9/13 Dr. John Kitchin

Dr. John Kitchin

Carnegie Mellon – College of Engineering

Friday, September 13, 2024
12:00 Noon
Room 120 – Meyerhoff Chemistry Building
Host: Dr. Joe Bennett

“Applications of Open Catalyst Project models in uncertainty quantification, geometry optimization and transition state search”

The Open Catalyst project provides large DFT data sets of catalytic materials and adsorbates on catalytic surfaces, a series of ML models, and pre-trained model checkpoints that can be used on their own, or as starting points for new task-specific fine-tuned models. The pre-trained models are trained on millions of DFT calculations that represent relaxation trajectories and ground-state relaxed geometries.

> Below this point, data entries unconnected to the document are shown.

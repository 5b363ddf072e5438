//! Linear undo/redo history with a movable cursor.

use std::fmt;

use crate::automaton::Automaton;
use crate::command::Command;
use crate::error::{Error, Result};

/// Notifications sent to history observers.
#[derive(Debug, Clone, PartialEq, Eq)]
pub enum HistoryEvent {
    /// A new command was appended and applied. `position` is the new cursor.
    Executed { position: usize },
    /// The cursor moved through existing commands.
    PositionChanged { from: usize, to: usize },
    /// The redoable tail was discarded to make room for a new command.
    Truncated { len: usize, removed: usize },
}

type Observer = Box<dyn FnMut(&HistoryEvent)>;

/// An ordered list of executed commands and a cursor in `0..=len`.
///
/// Commands before the cursor are applied to the automaton, commands at or
/// after it are undone. New commands may only be appended at the end unless
/// clobbering is enabled, in which case the tail after the cursor is
/// discarded first.
#[derive(Default)]
pub struct CommandHistory {
    commands: Vec<Command>,
    position: usize,
    clobber: bool,
    observers: Vec<Observer>,
}

impl CommandHistory {
    pub fn new() -> Self {
        Self::default()
    }

    pub fn with_clobber(clobber: bool) -> Self {
        Self {
            clobber,
            ..Self::default()
        }
    }

    /// Register a callback invoked after every cursor or length change.
    pub fn subscribe(&mut self, observer: impl FnMut(&HistoryEvent) + 'static) {
        self.observers.push(Box::new(observer));
    }

    fn notify(&mut self, event: HistoryEvent) {
        for observer in &mut self.observers {
            observer(&event);
        }
    }

    pub fn position(&self) -> usize {
        self.position
    }

    pub fn len(&self) -> usize {
        self.commands.len()
    }

    pub fn is_empty(&self) -> bool {
        self.commands.is_empty()
    }

    pub fn commands(&self) -> &[Command] {
        &self.commands
    }

    pub fn is_clobber(&self) -> bool {
        self.clobber
    }

    pub fn set_clobber(&mut self, clobber: bool) {
        self.clobber = clobber;
    }

    /// Description of the command [`CommandHistory::prev`] would undo.
    pub fn undo_description(&self) -> Option<String> {
        self.position
            .checked_sub(1)
            .and_then(|idx| self.commands.get(idx))
            .map(Command::description)
    }

    /// Description of the command [`CommandHistory::next`] would redo.
    pub fn redo_description(&self) -> Option<String> {
        self.commands.get(self.position).map(Command::description)
    }

    /// Apply `command` and append it to the history.
    ///
    /// Fails with [`Error::NotAtHistoryEnd`] when the cursor is not at the
    /// end and clobbering is disabled; nothing is applied in that case.
    pub fn execute_new_command(&mut self, automaton: &mut Automaton, command: Command) -> Result<()> {
        let size = self.commands.len();
        if self.position != size {
            if !self.clobber {
                return Err(Error::NotAtHistoryEnd {
                    position: self.position,
                    size,
                });
            }
            let removed = size - self.position;
            log::debug!("clobbering {removed} command(s) after position {}", self.position);
            self.commands.truncate(self.position);
            self.notify(HistoryEvent::Truncated {
                len: self.position,
                removed,
            });
        }

        log::debug!("execute: {}", command.description());
        command.redo(automaton);
        self.commands.push(command);
        self.position = self.commands.len();
        self.notify(HistoryEvent::Executed {
            position: self.position,
        });
        Ok(())
    }

    fn step_forward(&mut self, automaton: &mut Automaton) -> bool {
        let Some(command) = self.commands.get(self.position) else {
            return false;
        };
        log::debug!("redo {}: {}", self.position, command.description());
        command.redo(automaton);
        self.position += 1;
        true
    }

    fn step_backward(&mut self, automaton: &mut Automaton) -> bool {
        if self.position == 0 {
            return false;
        }
        self.position -= 1;
        let command = &self.commands[self.position];
        log::debug!("undo {}: {}", self.position, command.description());
        command.undo(automaton);
        true
    }

    /// Redo the command at the cursor. Returns false at the end of history.
    pub fn next(&mut self, automaton: &mut Automaton) -> bool {
        let from = self.position;
        let moved = self.step_forward(automaton);
        if moved {
            self.notify(HistoryEvent::PositionChanged {
                from,
                to: self.position,
            });
        }
        moved
    }

    /// Undo the command before the cursor. Returns false at position 0.
    pub fn prev(&mut self, automaton: &mut Automaton) -> bool {
        let from = self.position;
        let moved = self.step_backward(automaton);
        if moved {
            self.notify(HistoryEvent::PositionChanged {
                from,
                to: self.position,
            });
        }
        moved
    }

    /// Move the cursor to `index`, redoing or undoing every command between.
    pub fn seek(&mut self, automaton: &mut Automaton, index: usize) -> Result<()> {
        let size = self.commands.len();
        if index > size {
            return Err(Error::OutOfRange { index, size });
        }
        let from = self.position;
        while self.position < index {
            self.step_forward(automaton);
        }
        while self.position > index {
            self.step_backward(automaton);
        }
        if from != index {
            self.notify(HistoryEvent::PositionChanged { from, to: index });
        }
        Ok(())
    }
}

impl fmt::Debug for CommandHistory {
    fn fmt(&self, f: &mut fmt::Formatter<'_>) -> fmt::Result {
        f.debug_struct("CommandHistory")
            .field("commands", &self.commands)
            .field("position", &self.position)
            .field("clobber", &self.clobber)
            .field("observers", &self.observers.len())
            .finish()
    }
}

Two outstanding questions have been how reliable are these models in predictions, and can they be used reliably for other tasks? In this talk I will present progress we have made in uncertainty quantification of these models and an application of using pre-trained models to compute reaction barriers. For uncertainty quantification, we compared several methods including ensembles, latent space and conformal methods. We find the conformal methods perform the most reliably and they can be used to help identify predictions that are out of domain and unreliable. We also used pre-trained models to calculate reaction barriers for 932 different reactions. We found a 91% success rate with the OCP model and a 28x speedup compared to just DFT. We will show results from reproducing two case studies using a pre-trained MLP that show we can find lower energy transition states in many cases through a more exhaustive search of possible pathways.